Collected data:
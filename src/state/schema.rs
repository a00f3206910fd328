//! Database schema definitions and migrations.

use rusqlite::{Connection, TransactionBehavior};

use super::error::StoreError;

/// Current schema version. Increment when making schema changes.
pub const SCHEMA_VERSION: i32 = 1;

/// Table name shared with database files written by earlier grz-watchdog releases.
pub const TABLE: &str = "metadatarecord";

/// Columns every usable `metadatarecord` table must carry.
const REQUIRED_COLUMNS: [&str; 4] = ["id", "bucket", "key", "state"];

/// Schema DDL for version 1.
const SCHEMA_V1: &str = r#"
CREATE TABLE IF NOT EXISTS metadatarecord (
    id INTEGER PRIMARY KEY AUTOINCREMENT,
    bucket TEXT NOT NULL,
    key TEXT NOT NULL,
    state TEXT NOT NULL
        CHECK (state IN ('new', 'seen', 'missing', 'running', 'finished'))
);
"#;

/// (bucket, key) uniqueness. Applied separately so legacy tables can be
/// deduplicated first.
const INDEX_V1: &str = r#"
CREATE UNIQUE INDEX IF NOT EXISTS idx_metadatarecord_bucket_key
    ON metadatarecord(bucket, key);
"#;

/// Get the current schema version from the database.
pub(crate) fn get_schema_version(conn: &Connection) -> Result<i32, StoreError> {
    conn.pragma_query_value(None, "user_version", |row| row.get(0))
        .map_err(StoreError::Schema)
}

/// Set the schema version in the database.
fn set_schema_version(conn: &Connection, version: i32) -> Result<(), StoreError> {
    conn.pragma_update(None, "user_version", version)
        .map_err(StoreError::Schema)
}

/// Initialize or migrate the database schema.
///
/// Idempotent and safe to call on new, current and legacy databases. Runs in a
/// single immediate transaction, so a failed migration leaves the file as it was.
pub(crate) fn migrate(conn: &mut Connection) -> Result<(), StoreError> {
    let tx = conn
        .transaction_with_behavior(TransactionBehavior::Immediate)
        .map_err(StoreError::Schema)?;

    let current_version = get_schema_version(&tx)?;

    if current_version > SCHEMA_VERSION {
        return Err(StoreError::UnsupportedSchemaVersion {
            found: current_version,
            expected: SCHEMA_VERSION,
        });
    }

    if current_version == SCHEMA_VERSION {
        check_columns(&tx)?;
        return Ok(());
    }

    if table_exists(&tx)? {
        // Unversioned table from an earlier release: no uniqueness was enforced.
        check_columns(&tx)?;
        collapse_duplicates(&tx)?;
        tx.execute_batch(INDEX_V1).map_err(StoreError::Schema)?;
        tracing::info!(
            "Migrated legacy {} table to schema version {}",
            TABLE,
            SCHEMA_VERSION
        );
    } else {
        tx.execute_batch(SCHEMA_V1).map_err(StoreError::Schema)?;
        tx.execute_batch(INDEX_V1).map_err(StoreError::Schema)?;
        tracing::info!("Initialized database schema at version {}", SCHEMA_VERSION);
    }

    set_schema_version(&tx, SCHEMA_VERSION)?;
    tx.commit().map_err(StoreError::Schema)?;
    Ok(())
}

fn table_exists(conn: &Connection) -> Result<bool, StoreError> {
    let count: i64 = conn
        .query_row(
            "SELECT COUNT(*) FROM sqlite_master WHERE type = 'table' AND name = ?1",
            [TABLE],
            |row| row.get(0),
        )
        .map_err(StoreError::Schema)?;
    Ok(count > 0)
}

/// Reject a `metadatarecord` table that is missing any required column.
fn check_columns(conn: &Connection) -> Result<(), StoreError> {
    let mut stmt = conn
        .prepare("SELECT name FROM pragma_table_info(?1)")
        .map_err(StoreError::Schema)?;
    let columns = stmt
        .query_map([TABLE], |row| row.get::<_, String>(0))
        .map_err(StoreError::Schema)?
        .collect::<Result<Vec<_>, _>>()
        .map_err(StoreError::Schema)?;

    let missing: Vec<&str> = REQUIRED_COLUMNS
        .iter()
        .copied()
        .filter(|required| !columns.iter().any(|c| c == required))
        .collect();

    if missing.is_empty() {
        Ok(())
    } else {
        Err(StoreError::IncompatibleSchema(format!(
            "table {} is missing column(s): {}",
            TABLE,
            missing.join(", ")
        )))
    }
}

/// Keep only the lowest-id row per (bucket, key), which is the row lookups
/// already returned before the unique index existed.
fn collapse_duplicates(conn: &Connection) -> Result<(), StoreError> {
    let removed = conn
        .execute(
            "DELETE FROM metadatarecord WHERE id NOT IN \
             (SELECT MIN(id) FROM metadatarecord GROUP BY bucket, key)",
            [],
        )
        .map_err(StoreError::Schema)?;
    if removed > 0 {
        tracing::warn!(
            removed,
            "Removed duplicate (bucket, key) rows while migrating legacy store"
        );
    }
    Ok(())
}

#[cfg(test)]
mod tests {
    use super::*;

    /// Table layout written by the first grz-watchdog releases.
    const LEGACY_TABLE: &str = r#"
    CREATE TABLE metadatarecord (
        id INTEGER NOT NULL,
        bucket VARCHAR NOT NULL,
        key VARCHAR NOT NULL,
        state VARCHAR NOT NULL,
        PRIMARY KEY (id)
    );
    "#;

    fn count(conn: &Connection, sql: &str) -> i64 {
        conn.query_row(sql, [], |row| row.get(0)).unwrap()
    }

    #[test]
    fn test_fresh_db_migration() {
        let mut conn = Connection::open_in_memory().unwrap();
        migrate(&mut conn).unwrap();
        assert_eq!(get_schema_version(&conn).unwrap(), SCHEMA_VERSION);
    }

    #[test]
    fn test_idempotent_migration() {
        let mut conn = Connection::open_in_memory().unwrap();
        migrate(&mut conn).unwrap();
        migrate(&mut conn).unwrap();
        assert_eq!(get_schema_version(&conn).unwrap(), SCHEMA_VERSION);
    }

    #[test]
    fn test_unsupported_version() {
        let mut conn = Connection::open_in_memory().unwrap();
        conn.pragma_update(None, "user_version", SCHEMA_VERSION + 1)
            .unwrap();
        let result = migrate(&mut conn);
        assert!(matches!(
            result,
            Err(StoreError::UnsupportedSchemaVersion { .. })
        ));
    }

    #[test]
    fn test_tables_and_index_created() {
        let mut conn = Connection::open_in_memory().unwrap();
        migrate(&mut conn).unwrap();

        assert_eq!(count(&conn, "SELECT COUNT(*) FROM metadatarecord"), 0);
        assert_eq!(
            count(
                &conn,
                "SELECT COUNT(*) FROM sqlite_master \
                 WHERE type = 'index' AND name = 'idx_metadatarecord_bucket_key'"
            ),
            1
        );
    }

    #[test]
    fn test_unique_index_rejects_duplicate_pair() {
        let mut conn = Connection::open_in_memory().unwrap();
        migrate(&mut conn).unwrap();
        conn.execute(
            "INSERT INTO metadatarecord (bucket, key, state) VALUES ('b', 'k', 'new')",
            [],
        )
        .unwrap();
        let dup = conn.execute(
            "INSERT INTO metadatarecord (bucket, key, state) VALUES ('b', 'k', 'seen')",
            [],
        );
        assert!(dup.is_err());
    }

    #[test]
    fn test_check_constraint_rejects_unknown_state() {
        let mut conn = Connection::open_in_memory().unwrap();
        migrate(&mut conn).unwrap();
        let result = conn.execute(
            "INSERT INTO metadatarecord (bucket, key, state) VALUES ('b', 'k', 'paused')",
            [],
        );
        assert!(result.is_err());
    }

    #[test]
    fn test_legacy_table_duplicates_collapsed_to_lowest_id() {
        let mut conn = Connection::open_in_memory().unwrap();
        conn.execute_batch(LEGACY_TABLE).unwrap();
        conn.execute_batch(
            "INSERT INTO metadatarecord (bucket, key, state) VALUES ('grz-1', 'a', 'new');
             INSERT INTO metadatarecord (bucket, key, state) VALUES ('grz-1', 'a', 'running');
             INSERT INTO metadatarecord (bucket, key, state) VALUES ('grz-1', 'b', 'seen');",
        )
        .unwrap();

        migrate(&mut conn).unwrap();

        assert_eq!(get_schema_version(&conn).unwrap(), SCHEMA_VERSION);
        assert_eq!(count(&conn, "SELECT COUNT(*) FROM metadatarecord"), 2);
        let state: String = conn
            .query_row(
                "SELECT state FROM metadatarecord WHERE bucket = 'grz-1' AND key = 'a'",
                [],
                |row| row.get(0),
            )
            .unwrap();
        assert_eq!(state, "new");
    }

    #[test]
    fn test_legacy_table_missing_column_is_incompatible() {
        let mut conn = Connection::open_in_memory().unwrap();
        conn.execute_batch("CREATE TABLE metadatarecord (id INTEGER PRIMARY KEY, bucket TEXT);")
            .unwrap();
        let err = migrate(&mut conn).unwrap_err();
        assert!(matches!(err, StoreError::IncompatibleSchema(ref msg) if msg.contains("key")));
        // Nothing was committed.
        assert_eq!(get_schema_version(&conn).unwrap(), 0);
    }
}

WHAT YOU WILL DO » A complete answer lists each line of the data that holds the word "INSERT".

ANSWER TO THIS EXERCISE »
            "INSERT INTO metadatarecord (bucket, key, state) VALUES ('b', 'k', 'new')",
            "INSERT INTO metadatarecord (bucket, key, state) VALUES ('b', 'k', 'seen')",
            "INSERT INTO metadatarecord (bucket, key, state) VALUES ('b', 'k', 'paused')",
            "INSERT INTO metadatarecord (bucket, key, state) VALUES ('grz-1', 'a', 'new');
             INSERT INTO metadatarecord (bucket, key, state) VALUES ('grz-1', 'a', 'running');
             INSERT INTO metadatarecord (bucket, key, state) VALUES ('grz-1', 'b', 'seen');",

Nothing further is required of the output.